CARES allows borrowers whose loans are guaranteed by Fannie Mae, Freddie Mac and Ginnie Mae to miss up to one year of monthly payments, which they must then repay at a later date or in a payment plan as they go time.
Forbearance requests jumped 78% for the week ending April 5e compared to the previous week, according to the Mortgage Bankers Association. The number of borrowers now in forbearance has exceeded 2 million; the share of total loans in forbearance service portfolios increased from 2.73% to 3.74% of total bank and non-bank service portfolios.
Ginnie Mae-guaranteed mortgages posted the strongest weekly growth and had the largest share of defaulters, at 5.89% of total service portfolios.
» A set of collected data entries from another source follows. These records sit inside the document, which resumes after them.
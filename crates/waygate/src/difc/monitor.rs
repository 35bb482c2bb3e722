//! The central DIFC monitor.
//!
//! Tags are capabilities: reading requires the agent to cover the
//! resource's secrecy label, writing requires it to cover the integrity
//! label. Agents acquire tags by reading labeled data; acquisition is
//! atomic per call and monotonic across a session.

use std::sync::Arc;

use dashmap::DashMap;
use parking_lot::Mutex;
use tracing::{debug, info};

use crate::difc::label::{
    AgentState, CollectionLabeledData, Label, LabeledItem, LabeledResource,
};
use crate::error::{GatewayError, GatewayResult};

/// Outcome of the coarse policy check.
#[derive(Debug, Clone, PartialEq, Eq)]
pub enum PolicyDecision {
    /// The operation may proceed
    Allowed,
    /// The operation is denied
    Denied {
        /// Violated label component: "secrecy" or "integrity"
        component: &'static str,
        /// Tags the agent lacks
        missing: Vec<String>,
    },
}

/// Result of fine-grained collection filtering.
#[derive(Debug, Clone, PartialEq)]
pub struct FilterOutcome {
    /// Values the agent may read, in original order
    pub kept: Vec<serde_json::Value>,
    /// Count of accessible items
    pub accessible: usize,
    /// Count of items dropped by the filter
    pub filtered: usize,
}

/// Compares agent labels against resource labels and tracks per-agent
/// accumulated state.
#[derive(Debug, Default)]
pub struct PolicyMonitor {
    agents: DashMap<String, Arc<Mutex<AgentState>>>,
}

impl PolicyMonitor {
    /// Create a monitor with no known agents.
    pub fn new() -> Self {
        Self::default()
    }

    /// Fetch-or-create the accumulating state for an agent.
    pub fn agent(&self, agent_id: &str) -> Arc<Mutex<AgentState>> {
        Arc::clone(
            &self
                .agents
                .entry(agent_id.to_string())
                .or_insert_with(|| Arc::new(Mutex::new(AgentState::default()))),
        )
    }

    /// Coarse policy check of an agent against a resource.
    pub fn evaluate(agent: &AgentState, resource: &LabeledResource) -> PolicyDecision {
        if resource.operation.reads() && !resource.secrecy.is_subset(&agent.secrecy) {
            return PolicyDecision::Denied {
                component: "secrecy",
                missing: resource.secrecy.missing_from(&agent.secrecy),
            };
        }
        if resource.operation.writes() && !resource.integrity.is_subset(&agent.integrity) {
            return PolicyDecision::Denied {
                component: "integrity",
                missing: resource.integrity.missing_from(&agent.integrity),
            };
        }
        PolicyDecision::Allowed
    }

    /// Run the coarse check for `agent_id`, mapping denial to a structured
    /// error that names the violated component and the offending tags.
    ///
    /// # Errors
    ///
    /// Returns `GatewayError::PolicyDenied` when the check fails.
    pub fn check(&self, agent_id: &str, resource: &LabeledResource) -> GatewayResult<()> {
        let state = self.agent(agent_id);
        let agent = state.lock();
        match Self::evaluate(&agent, resource) {
            PolicyDecision::Allowed => Ok(()),
            PolicyDecision::Denied { component, missing } => {
                debug!(
                    agent = agent_id,
                    resource = %resource.description,
                    component,
                    ?missing,
                    "policy denied"
                );
                Err(GatewayError::PolicyDenied {
                    component,
                    missing,
                    resource: resource.description.clone(),
                })
            }
        }
    }

    /// Whether the agent may read one labeled item.
    fn readable(agent: &AgentState, item: &LabeledItem) -> bool {
        item.secrecy.is_subset(&agent.secrecy)
    }

    /// Walk a labeled collection, dropping items the agent may not read,
    /// and merge the labels of the delivered items (plus the collection's
    /// overall label) into the agent's state when `accumulate` is set.
    ///
    /// The whole step runs under the agent's lock so accumulation is atomic
    /// per call.
    pub fn filter_collection(
        &self,
        agent_id: &str,
        collection: &CollectionLabeledData,
        accumulate: bool,
    ) -> FilterOutcome {
        let state = self.agent(agent_id);
        let mut agent = state.lock();

        let mut kept = Vec::with_capacity(collection.items.len());
        let mut filtered = 0usize;
        for item in &collection.items {
            if Self::readable(&agent, item) {
                if accumulate {
                    agent.absorb(&item.secrecy, &item.integrity);
                }
                kept.push(item.value.clone());
            } else {
                filtered += 1;
            }
        }
        if accumulate {
            agent.absorb(&collection.secrecy, &collection.integrity);
        }

        let accessible = kept.len();
        info!(agent = agent_id, accessible, filtered, "collection filtered");
        FilterOutcome {
            kept,
            accessible,
            filtered,
        }
    }

    /// Merge a pair of labels into the agent's state (reads only).
    pub fn absorb(&self, agent_id: &str, secrecy: &Label, integrity: &Label) {
        let state = self.agent(agent_id);
        state.lock().absorb(secrecy, integrity);
    }

    /// Snapshot of an agent's accumulated labels.
    pub fn snapshot(&self, agent_id: &str) -> AgentState {
        self.agent(agent_id).lock().clone()
    }
}

#[cfg(test)]
mod tests {
    use super::*;
    use crate::difc::label::OperationKind;
    use pretty_assertions::assert_eq;
    use serde_json::json;

    fn resource(
        secrecy: &[&str],
        integrity: &[&str],
        operation: OperationKind,
    ) -> LabeledResource {
        LabeledResource {
            description: "test resource".to_string(),
            secrecy: Label::from_tags(secrecy.iter().copied()),
            integrity: Label::from_tags(integrity.iter().copied()),
            operation,
        }
    }

    #[test]
    fn test_unlabeled_resources_always_pass() {
        let agent = AgentState::default();
        let decision =
            PolicyMonitor::evaluate(&agent, &resource(&[], &[], OperationKind::ReadWrite));
        assert_eq!(decision, PolicyDecision::Allowed);
    }

    #[test]
    fn test_read_requires_secrecy_coverage() {
        let agent = AgentState::default();
        let decision =
            PolicyMonitor::evaluate(&agent, &resource(&["pii"], &[], OperationKind::Read));
        assert_eq!(
            decision,
            PolicyDecision::Denied {
                component: "secrecy",
                missing: vec!["pii".to_string()],
            }
        );
    }

    #[test]
    fn test_write_requires_integrity_coverage() {
        let mut agent = AgentState::default();
        agent.secrecy = Label::from_tags(["pii"]);
        let decision = PolicyMonitor::evaluate(
            &agent,
            &resource(&[], &["endorsed"], OperationKind::Write),
        );
        assert_eq!(
            decision,
            PolicyDecision::Denied {
                component: "integrity",
                missing: vec!["endorsed".to_string()],
            }
        );
    }

    #[test]
    fn test_readwrite_checks_both_components() {
        let mut agent = AgentState::default();
        agent.secrecy = Label::from_tags(["s"]);
        agent.integrity = Label::from_tags(["i"]);
        let decision = PolicyMonitor::evaluate(
            &agent,
            &resource(&["s"], &["i"], OperationKind::ReadWrite),
        );
        assert_eq!(decision, PolicyDecision::Allowed);
    }

    #[test]
    fn test_check_surfaces_structured_denial() {
        let monitor = PolicyMonitor::new();
        let err = monitor
            .check("alice", &resource(&["secret"], &[], OperationKind::Read))
            .unwrap_err();
        match err {
            GatewayError::PolicyDenied {
                component, missing, ..
            } => {
                assert_eq!(component, "secrecy");
                assert_eq!(missing, vec!["secret".to_string()]);
            }
            other => panic!("wrong error: {other:?}"),
        }
    }

    fn item(value: serde_json::Value, secrecy: &[&str]) -> LabeledItem {
        LabeledItem {
            value,
            secrecy: Label::from_tags(secrecy.iter().copied()),
            integrity: Label::empty(),
        }
    }

    #[test]
    fn test_filtering_drops_unreadable_items_and_counts() {
        let monitor = PolicyMonitor::new();
        monitor.absorb("alice", &Label::from_tags(["public"]), &Label::empty());

        let collection = CollectionLabeledData {
            items: vec![
                item(json!("a"), &[]),
                item(json!("b"), &["public"]),
                item(json!("c"), &["secret"]),
            ],
            secrecy: Label::empty(),
            integrity: Label::empty(),
        };

        let outcome = monitor.filter_collection("alice", &collection, true);
        assert_eq!(outcome.kept, vec![json!("a"), json!("b")]);
        assert_eq!(outcome.accessible, 2);
        assert_eq!(outcome.filtered, 1);
    }

    #[test]
    fn test_accumulation_is_monotonic_across_reads() {
        let monitor = PolicyMonitor::new();
        monitor.absorb("a", &Label::from_tags(["s1"]), &Label::from_tags(["i1"]));

        let collection = CollectionLabeledData {
            items: vec![item(json!(1), &[])],
            secrecy: Label::from_tags(["s2"]),
            integrity: Label::empty(),
        };
        monitor.filter_collection("a", &collection, true);

        let state = monitor.snapshot("a");
        // Nothing from the earlier read was lost.
        assert!(state.secrecy.contains("s1"));
        assert!(state.secrecy.contains("s2"));
        assert!(state.integrity.contains("i1"));
    }

    #[test]
    fn test_writes_do_not_accumulate() {
        let monitor = PolicyMonitor::new();
        let collection = CollectionLabeledData {
            items: vec![item(json!(1), &[])],
            secrecy: Label::from_tags(["s"]),
            integrity: Label::empty(),
        };
        monitor.filter_collection("w", &collection, false);
        assert!(monitor.snapshot("w").secrecy.is_empty());
    }

    #[test]
    fn test_same_agent_id_shares_state() {
        let monitor = PolicyMonitor::new();
        let a = monitor.agent("x");
        let b = monitor.agent("x");
        assert!(Arc::ptr_eq(&a, &b));
    }

    #[test]
    fn test_reading_granted_tags_unlocks_later_reads() {
        let monitor = PolicyMonitor::new();
        // First read of data labeled {team} grants the team tag...
        let collection = CollectionLabeledData {
            items: vec![item(json!("roster"), &[])],
            secrecy: Label::from_tags(["team"]),
            integrity: Label::empty(),
        };
        monitor.filter_collection("bob", &collection, true);

        // ...which satisfies a subsequent read of a team-labeled resource.
        assert!(
            monitor
                .check("bob", &resource(&["team"], &[], OperationKind::Read))
                .is_ok()
        );
    }
}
Ginnie Mae supports loans from the FHA and the VA, which offer low to zero down payment options and are available to borrowers with generally lower credit scores.
“The shutdown of the national economy to slow the spread of COVID-19 continues to create difficulties for millions of households, and more and more people are contacting their agents for help under forbearance provisions CARES law, ”said Mike Fratantoni, chief of the MBA. economist. “With mitigation efforts apparently in place for at least several more weeks, job losses will continue and the number of borrowers applying for forbearance will likely continue to increase at a rapid rate. “
For loans guaranteed by Fannie Mae and Freddie Mac, which represent just over half of the overall mortgage market, the share of forbearance loans increased from 1.69% of total service volume to 2.44%.
There is a positive note, a decrease in wait times in call centers, “which indicates that the mortgage sector is adapting to the current environment by adding or reassigning staff and using more and more its websites to help borrowers, ”added Fratantoni.